= Bob Shoffner =

American jazz musician

Bob Shoffner (April 4, 1900 – March 5, 1983) was an American jazz trumpeter.

Shoffner grew up in St. Louis, Missouri, and played drums and bugle before settling on trumpet at age eleven. He played trumpet in a military band while serving in the U.S. Army from 1917-1919, and then played with Charlie Creath and Tommy Parker in territory bands. He relocated to Chicago in 1921, and played with John H. Wickcliffe, Everett Robbins, and Mae Brady. He returned to St. Louis and duty under Creath briefly before heading back to Chicago to play under Honore Dutrey and then, in 1924, to replace Louis Armstrong in King Oliver's Creole Jazzband. He played with Oliver until 1927, and spent time with Dave Peyton and Lottie Hightower during this time as well.

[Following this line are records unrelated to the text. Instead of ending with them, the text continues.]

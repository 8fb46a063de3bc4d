//! Integration tests against a live project (or the Auth emulator)
//!
//! These tests interact with real Firebase services and require:
//! 1. A Firebase project with Email/Password sign-in and a Realtime Database
//! 2. Environment variables set in .env file (see `AppOptions::from_env`)
//! 3. Run with: cargo test --features integration-tests -- --test-threads=1

#![cfg(feature = "integration-tests")]

use firebase_account_profiles::{
    App, AppOptions, AuthError, ProfileStore, ProfileStoreOptions, ProfileUpdate, ServiceError,
};
use std::time::Duration;

const PASSWORD: &str = "integration-pass-123";

/// Load environment variables from .env file and build the store
async fn profile_store(app_name: &str) -> ProfileStore {
    dotenvy::dotenv().ok();

    let mut options = AppOptions::from_env().expect("FIREBASE_* variables must be set in .env file");
    options.app_name = Some(app_name.to_string());

    let app = App::create(options).await.expect("Failed to create app");
    app.profile_store(ProfileStoreOptions {
        read_timeout: Some(Duration::from_secs(15)),
    })
    .expect("FIREBASE_DATABASE_URL must be set in .env file")
}

fn unique_email(prefix: &str) -> String {
    format!("{}-{}@example.com", prefix, uuid::Uuid::new_v4().simple())
}

/// Sign in over the public REST endpoint to obtain an ID token
async fn sign_in(options: &AppOptions, email: &str, password: &str) -> String {
    let url = format!(
        "{}/accounts:signInWithPassword?key={}",
        options.identity_endpoint(),
        options.api_key
    );
    let response: serde_json::Value = reqwest::Client::new()
        .post(&url)
        .json(&serde_json::json!({
            "email": email,
            "password": password,
            "returnSecureToken": true,
        }))
        .send()
        .await
        .expect("Sign-in request failed")
        .json()
        .await
        .expect("Sign-in response was not JSON");

    response["idToken"]
        .as_str()
        .expect("Sign-in response has no idToken")
        .to_string()
}

#[tokio::test]
async fn test_register_find_delete() {
    let store = profile_store("it-accounts").await;
    let accounts = store.accounts();
    let email = unique_email("accounts");

    let uid = accounts.register(&email, PASSWORD).await.expect("Failed to register");
    assert!(!uid.is_empty());

    let record = accounts.find_by_email(&email).await.expect("Failed to find account");
    assert_eq!(record.uid, uid);
    assert_eq!(record.email.as_deref(), Some(email.as_str()));

    let err = accounts.register(&email, PASSWORD).await.unwrap_err();
    assert!(matches!(err, ServiceError::Auth(AuthError::EmailAlreadyExists)));

    accounts.delete_by_email(&email).await.expect("Failed to delete");
    assert!(accounts.find_by_email(&email).await.unwrap_err().is_not_found());
}

#[tokio::test]
async fn test_verify_token() {
    let store = profile_store("it-verify").await;
    let app = App::get_instance_with_name("it-verify").await.unwrap();
    let email = unique_email("verify");

    let uid = store.accounts().register(&email, PASSWORD).await.unwrap();
    let token = sign_in(app.options(), &email, PASSWORD).await;

    let decoded = store.accounts().verify_token(&token).await.expect("Failed to verify");
    assert_eq!(decoded.uid, uid);
    assert_eq!(decoded.email.as_deref(), Some(email.as_str()));

    let err = store.accounts().verify_token("not-a-token").await.unwrap_err();
    assert!(err.requires_auth());

    store.accounts().delete_by_email(&email).await.unwrap();
}

#[tokio::test]
async fn test_profile_lifecycle() {
    let store = profile_store("it-profiles").await;
    let email = unique_email("profile");
    store.accounts().register(&email, PASSWORD).await.unwrap();

    assert!(!store.profile_exists(&email).await.unwrap());

    store.create_initial_profile(&email).await.unwrap().await.unwrap();
    let profile = store.get_profile(&email).await.unwrap().expect("profile missing");
    assert_eq!(profile.email, email);

    let update = ProfileUpdate {
        name: "Alice".to_string(),
        birthdate: "1990-01-01".to_string(),
        gender: "F".to_string(),
        bio: "bio text".to_string(),
        mbti: "INFJ".to_string(),
        tags: vec!["hiking".to_string(), "coffee".to_string()],
    };
    store.update_profile(&email, update).await.unwrap().await.unwrap();

    let profile = store.get_profile(&email).await.unwrap().expect("profile missing");
    assert_eq!(profile.name, "Alice");
    assert_eq!(profile.personality.tags, ["hiking", "coffee"]);

    store.accounts().delete_by_email(&email).await.unwrap();
}
//! Identity Toolkit REST client
//!
//! # REST Reference
//! - `POST /v1/projects/{project}/accounts` - create account
//! - `POST /v1/projects/{project}/accounts:lookup` - look up by email
//! - `POST /v1/projects/{project}/accounts:delete` - delete by uid
//! - `POST /v1/accounts:lookup?key=` - resolve an ID token

use crate::app::AppOptions;
use crate::auth::directory::AccountDirectory;
use crate::auth::types::{AccountMetadata, AccountRecord, DecodedToken};
use crate::error::{AuthError, ServiceError};
use async_trait::async_trait;
use chrono::{DateTime, TimeZone, Utc};
use serde::de::DeserializeOwned;
use serde::Deserialize;
use std::sync::Arc;

/// Identity Toolkit client
///
/// Cheap to clone; clones share the HTTP client.
#[derive(Clone)]
pub struct Auth {
    inner: Arc<AuthInner>,
}

struct AuthInner {
    api_key: String,
    project_id: String,
    access_token: Option<String>,
    endpoint: String,
    http_client: reqwest::Client,
}

impl Auth {
    /// Create a client from app options
    pub fn new(options: &AppOptions, http_client: reqwest::Client) -> Self {
        Self {
            inner: Arc::new(AuthInner {
                api_key: options.api_key.clone(),
                project_id: options.project_id.clone(),
                access_token: options.access_token.clone(),
                endpoint: options.identity_endpoint().to_string(),
                http_client,
            }),
        }
    }

    /// Get the API key for this client
    pub fn api_key(&self) -> &str {
        &self.inner.api_key
    }

    /// Get the project ID for this client
    pub fn project_id(&self) -> &str {
        &self.inner.project_id
    }

    /// URL of a project-scoped admin method, e.g. `accounts:lookup`
    fn admin_url(&self, method: &str) -> String {
        format!(
            "{}/projects/{}/{}?key={}",
            self.inner.endpoint, self.inner.project_id, method, self.inner.api_key
        )
    }

    /// URL of a key-scoped public method
    fn public_url(&self, method: &str) -> String {
        format!("{}/{}?key={}", self.inner.endpoint, method, self.inner.api_key)
    }

    async fn post<T: DeserializeOwned>(
        &self,
        url: &str,
        body: serde_json::Value,
        admin: bool,
    ) -> Result<T, ServiceError> {
        let mut request = self.inner.http_client.post(url).json(&body);
        if admin {
            if let Some(token) = &self.inner.access_token {
                request = request.bearer_auth(token);
            }
        }

        let response = request.send().await?;

        // Handle error responses first
        if !response.status().is_success() {
            let status = response.status();
            let error_body: serde_json::Value = response.json().await.unwrap_or_default();
            let error_message = error_body["error"]["message"]
                .as_str()
                .unwrap_or("UNKNOWN_ERROR");
            tracing::debug!(%status, error = error_message, "identity service rejected request");
            return Err(AuthError::from_error_code(error_message).into());
        }

        Ok(response.json().await?)
    }
}

#[async_trait]
impl AccountDirectory for Auth {
    async fn create_account(&self, email: &str, password: &str) -> Result<String, ServiceError> {
        let response: CreateAccountResponse = self
            .post(
                &self.admin_url("accounts"),
                serde_json::json!({ "email": email, "password": password }),
                true,
            )
            .await?;
        Ok(response.local_id)
    }

    async fn get_account_by_email(&self, email: &str) -> Result<AccountRecord, ServiceError> {
        let response: LookupResponse = self
            .post(
                &self.admin_url("accounts:lookup"),
                serde_json::json!({ "email": [email] }),
                true,
            )
            .await?;

        response
            .users
            .into_iter()
            .next()
            .map(UserResource::into_record)
            .ok_or_else(|| AuthError::UserNotFound.into())
    }

    async fn verify_id_token(&self, token: &str) -> Result<DecodedToken, ServiceError> {
        let response: LookupResponse = self
            .post(
                &self.public_url("accounts:lookup"),
                serde_json::json!({ "idToken": token }),
                false,
            )
            .await?;

        // Error-first: the service must resolve the token to exactly the subject it names
        let Some(user) = response.users.into_iter().next() else {
            return Err(AuthError::InvalidIdToken.into());
        };
        let decoded = DecodedToken::from_jwt(token)?;
        if decoded.uid != user.local_id {
            return Err(AuthError::InvalidIdToken.into());
        }
        if decoded.is_expired_at(Utc::now()) {
            return Err(AuthError::TokenExpired.into());
        }
        if user.disabled {
            return Err(AuthError::UserDisabled.into());
        }

        Ok(decoded)
    }

    async fn delete_account(&self, uid: &str) -> Result<(), ServiceError> {
        let _: serde_json::Value = self
            .post(
                &self.admin_url("accounts:delete"),
                serde_json::json!({ "localId": uid }),
                true,
            )
            .await?;
        Ok(())
    }
}

/// `accounts` create response
#[derive(Debug, Deserialize)]
#[serde(rename_all = "camelCase")]
struct CreateAccountResponse {
    local_id: String,
}

/// `accounts:lookup` response; `users` is omitted when nothing matched
#[derive(Debug, Deserialize)]
struct LookupResponse {
    #[serde(default)]
    users: Vec<UserResource>,
}

#[derive(Debug, Deserialize)]
#[serde(rename_all = "camelCase")]
struct UserResource {
    local_id: String,
    email: Option<String>,
    #[serde(default)]
    email_verified: bool,
    display_name: Option<String>,
    #[serde(default)]
    disabled: bool,
    /// Milliseconds since epoch, as a decimal string
    created_at: Option<String>,
    /// Milliseconds since epoch, as a decimal string
    last_login_at: Option<String>,
}

impl UserResource {
    fn into_record(self) -> AccountRecord {
        AccountRecord {
            uid: self.local_id,
            email: self.email,
            email_verified: self.email_verified,
            display_name: self.display_name,
            disabled: self.disabled,
            metadata: AccountMetadata {
                created_at: parse_millis(self.created_at.as_deref()),
                last_sign_in_at: parse_millis(self.last_login_at.as_deref()),
            },
        }
    }
}

fn parse_millis(value: Option<&str>) -> Option<DateTime<Utc>> {
    let millis = value?.parse::<i64>().ok()?;
    Utc.timestamp_millis_opt(millis).single()
}

impl std::fmt::Debug for Auth {
    fn fmt(&self, f: &mut std::fmt::Formatter<'_>) -> std::fmt::Result {
        f.debug_struct("Auth")
            .field("project_id", &self.inner.project_id)
            .field("endpoint", &self.inner.endpoint)
            .field("api_key", &"<redacted>")
            .finish()
    }
}
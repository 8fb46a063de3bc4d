//! Realtime Database module
//!
//! - `path.rs` → validated locations ([`DatabasePath`])
//! - `snapshot.rs` → read outcomes ([`DataSnapshot`], [`ValueEvent`])
//! - `backend.rs` → backend seam and write handles ([`DatabaseBackend`], [`PendingWrite`])
//! - `reference.rs` → [`Database`] and [`DatabaseReference`]
//! - `single_value.rs` → one-shot gate joining a read callback and its waiter
//! - `rest.rs` → REST backend
//! - `memory.rs` → in-memory backend

pub mod backend;
pub mod memory;
pub mod path;
pub mod reference;
pub mod rest;
mod single_value;
pub mod snapshot;

pub use backend::{DatabaseBackend, PendingWrite, ValueCallback, WriteAck};
pub use memory::{InMemoryDatabase, ReadBehavior};
pub use path::DatabasePath;
pub use reference::{Database, DatabaseReference};
pub use rest::RestBackend;
pub use snapshot::{DataSnapshot, ValueEvent};
//! Account operations over an [`AccountDirectory`]

use crate::auth::directory::AccountDirectory;
use crate::auth::types::{AccountRecord, DecodedToken};
use crate::error::{AuthError, ServiceError};
use std::sync::Arc;

/// Account directory adapter
///
/// Translates local calls into directory calls. The only local checks are
/// for required fields; everything else is decided by the directory and its
/// errors are returned unchanged.
#[derive(Clone)]
pub struct AccountService {
    directory: Arc<dyn AccountDirectory>,
}

impl AccountService {
    /// Create a service over a directory
    pub fn new(directory: Arc<dyn AccountDirectory>) -> Self {
        Self { directory }
    }

    /// Underlying directory
    pub fn directory(&self) -> &Arc<dyn AccountDirectory> {
        &self.directory
    }

    /// Create an account and return its uid
    ///
    /// # Example
    /// ```no_run
    /// # async fn example() -> Result<(), Box<dyn std::error::Error>> {
    /// use std::sync::Arc;
    /// use firebase_account_profiles::auth::{AccountService, InMemoryDirectory};
    ///
    /// let accounts = AccountService::new(Arc::new(InMemoryDirectory::new("demo-project")));
    /// let uid = accounts.register("alice@example.com", "secret1").await?;
    /// println!("Created account: {}", uid);
    /// # Ok(())
    /// # }
    /// ```
    pub async fn register(&self, email: &str, password: &str) -> Result<String, ServiceError> {
        require_email(email)?;
        if password.is_empty() {
            return Err(AuthError::MissingPassword.into());
        }

        let uid = self.directory.create_account(email, password).await?;
        tracing::info!(%uid, "account registered");
        Ok(uid)
    }

    /// Look up the account registered under `email`
    ///
    /// # Errors
    /// `UserNotFound` when no account matches.
    pub async fn find_by_email(&self, email: &str) -> Result<AccountRecord, ServiceError> {
        require_email(email)?;
        self.directory.get_account_by_email(email).await
    }

    /// Verify a bearer token and return its claims
    ///
    /// # Errors
    /// `InvalidIdToken` or `TokenExpired`; no claims are returned on failure.
    pub async fn verify_token(&self, token: &str) -> Result<DecodedToken, ServiceError> {
        if token.trim().is_empty() {
            return Err(AuthError::InvalidIdToken.into());
        }
        let decoded = self.directory.verify_id_token(token).await?;
        tracing::debug!(uid = %decoded.uid, "token verified");
        Ok(decoded)
    }

    /// Delete the account registered under `email`
    ///
    /// The lookup and the delete fail independently. The profile document of
    /// the account is left in place.
    pub async fn delete_by_email(&self, email: &str) -> Result<(), ServiceError> {
        let account = self.find_by_email(email).await?;
        self.directory.delete_account(&account.uid).await?;
        tracing::info!(uid = %account.uid, "account deleted");
        Ok(())
    }

    /// Resolve the uid behind `email`
    pub(crate) async fn resolve_uid(&self, email: &str) -> Result<String, ServiceError> {
        Ok(self.find_by_email(email).await?.uid)
    }
}

fn require_email(email: &str) -> Result<(), ServiceError> {
    if email.trim().is_empty() {
        return Err(AuthError::InvalidEmail.into());
    }
    Ok(())
}

impl std::fmt::Debug for AccountService {
    fn fmt(&self, f: &mut std::fmt::Formatter<'_>) -> std::fmt::Result {
        f.debug_struct("AccountService").finish_non_exhaustive()
    }
}
//! Read results

use super::path::DatabasePath;
use crate::error::DatabaseError;
use serde::de::DeserializeOwned;
use serde_json::Value;

/// Value stored at a location when a read completed
#[derive(Debug, Clone, PartialEq)]
pub struct DataSnapshot {
    path: DatabasePath,
    value: Value,
}

impl DataSnapshot {
    /// Create a snapshot; `Value::Null` means nothing is stored at `path`
    pub fn new(path: DatabasePath, value: Value) -> Self {
        Self { path, value }
    }

    /// Whether anything is stored at this location
    pub fn exists(&self) -> bool {
        !self.value.is_null()
    }

    /// Location this snapshot was read from
    pub fn path(&self) -> &DatabasePath {
        &self.path
    }

    /// Last path segment
    pub fn key(&self) -> Option<&str> {
        self.path.key()
    }

    /// Raw JSON value
    pub fn value(&self) -> &Value {
        &self.value
    }

    /// Consume the snapshot, returning the raw value
    pub fn into_value(self) -> Value {
        self.value
    }

    /// Decode the value into `T`
    pub fn deserialize<T: DeserializeOwned>(&self) -> Result<T, serde_json::Error> {
        T::deserialize(&self.value)
    }
}

/// Outcome of a single-shot read; exactly one is delivered per read
#[derive(Debug, Clone, PartialEq)]
pub enum ValueEvent {
    /// The read completed; the snapshot may be empty
    Data(DataSnapshot),
    /// The database cancelled the read
    Cancelled(DatabaseError),
}
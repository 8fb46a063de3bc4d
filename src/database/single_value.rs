//! One-shot gate between a read callback and the task waiting on it
//!
//! `WAITING -> {DATA_RECEIVED, CANCELLED} -> RELEASED`. The callback half is
//! `FnOnce`, so at most one event is ever delivered. Without a timeout the
//! waiter stays parked until that event arrives.

use super::backend::ValueCallback;
use super::snapshot::ValueEvent;
use crate::error::ServiceError;
use std::time::Duration;
use tokio::sync::oneshot;

/// Waiting half of the gate
pub(crate) struct SingleValueGate {
    rx: oneshot::Receiver<ValueEvent>,
}

/// Create a gate and the callback that releases it
pub(crate) fn single_value_gate() -> (ValueCallback, SingleValueGate) {
    let (tx, rx) = oneshot::channel();
    let callback: ValueCallback = Box::new(move |event| {
        if tx.send(event).is_err() {
            tracing::debug!("read completed after its waiter went away; event discarded");
        }
    });
    (callback, SingleValueGate { rx })
}

impl SingleValueGate {
    /// Wait for the single event
    ///
    /// # Errors
    /// - `InterruptedWait` if the callback was dropped without firing
    /// - `ReadTimedOut` if `timeout` is set and elapses first
    pub(crate) async fn wait(self, timeout: Option<Duration>) -> Result<ValueEvent, ServiceError> {
        let received = match timeout {
            None => self.rx.await,
            Some(limit) => match tokio::time::timeout(limit, self.rx).await {
                Ok(received) => received,
                Err(_) => {
                    tracing::warn!(timeout = ?limit, "single-shot read timed out");
                    return Err(ServiceError::ReadTimedOut(limit));
                }
            },
        };
        received.map_err(|_| ServiceError::InterruptedWait)
    }
}

#[cfg(test)]
mod tests {
    use super::*;
    use crate::database::{DataSnapshot, DatabasePath};
    use crate::error::DatabaseError;

    fn empty_snapshot() -> ValueEvent {
        ValueEvent::Data(DataSnapshot::new(DatabasePath::root(), serde_json::Value::Null))
    }

    #[tokio::test]
    async fn test_data_releases_waiter() {
        let (callback, gate) = single_value_gate();
        std::thread::spawn(move || callback(empty_snapshot()));

        let event = gate.wait(None).await.unwrap();
        assert_eq!(event, empty_snapshot());
    }

    #[tokio::test]
    async fn test_cancel_releases_waiter() {
        let (callback, gate) = single_value_gate();
        tokio::spawn(async move { callback(ValueEvent::Cancelled(DatabaseError::PermissionDenied)) });

        let event = gate.wait(None).await.unwrap();
        assert_eq!(event, ValueEvent::Cancelled(DatabaseError::PermissionDenied));
    }

    #[tokio::test]
    async fn test_callback_fired_before_wait() {
        let (callback, gate) = single_value_gate();
        callback(empty_snapshot());
        assert!(gate.wait(None).await.is_ok());
    }

    #[tokio::test]
    async fn test_dropped_callback_interrupts_wait() {
        let (callback, gate) = single_value_gate();
        drop(callback);
        assert!(matches!(gate.wait(None).await, Err(ServiceError::InterruptedWait)));
    }

    #[tokio::test]
    async fn test_timeout_elapses() {
        let (_callback, gate) = single_value_gate();
        let result = gate.wait(Some(Duration::from_millis(20))).await;
        assert!(matches!(result, Err(ServiceError::ReadTimedOut(_))));
    }

    #[tokio::test]
    async fn test_late_event_after_waiter_left_is_discarded() {
        let (callback, gate) = single_value_gate();
        drop(gate);
        callback(empty_snapshot());
    }
}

Shoffner suffered a lip ailment in 1927, but returned after a few months to play with Charles Elgar (1928), Erskine Tate, Jerome Carrington, McKinney's Cotton Pickers (1931), and Frankie Jaxon (1932). He moved to New York City in 1934, and played there with Fess Williams, Fletcher Henderson, and Hot Lips Page (1938). He returned once more to Chicago around 1940, and took a job working for the state; he recorded with Richard M. Jones in the middle of the 1940s, but then took a hiatus from music until 1957 to play with Franz Jackson's Original Jazz All-Stars (1957-1963). Health concerns forced him into semi-retirement after this time.

Shoffner also recorded in the 1920s with Lovie Austin, Jimmy O'Bryant, Ida Cox, and Luis Russell.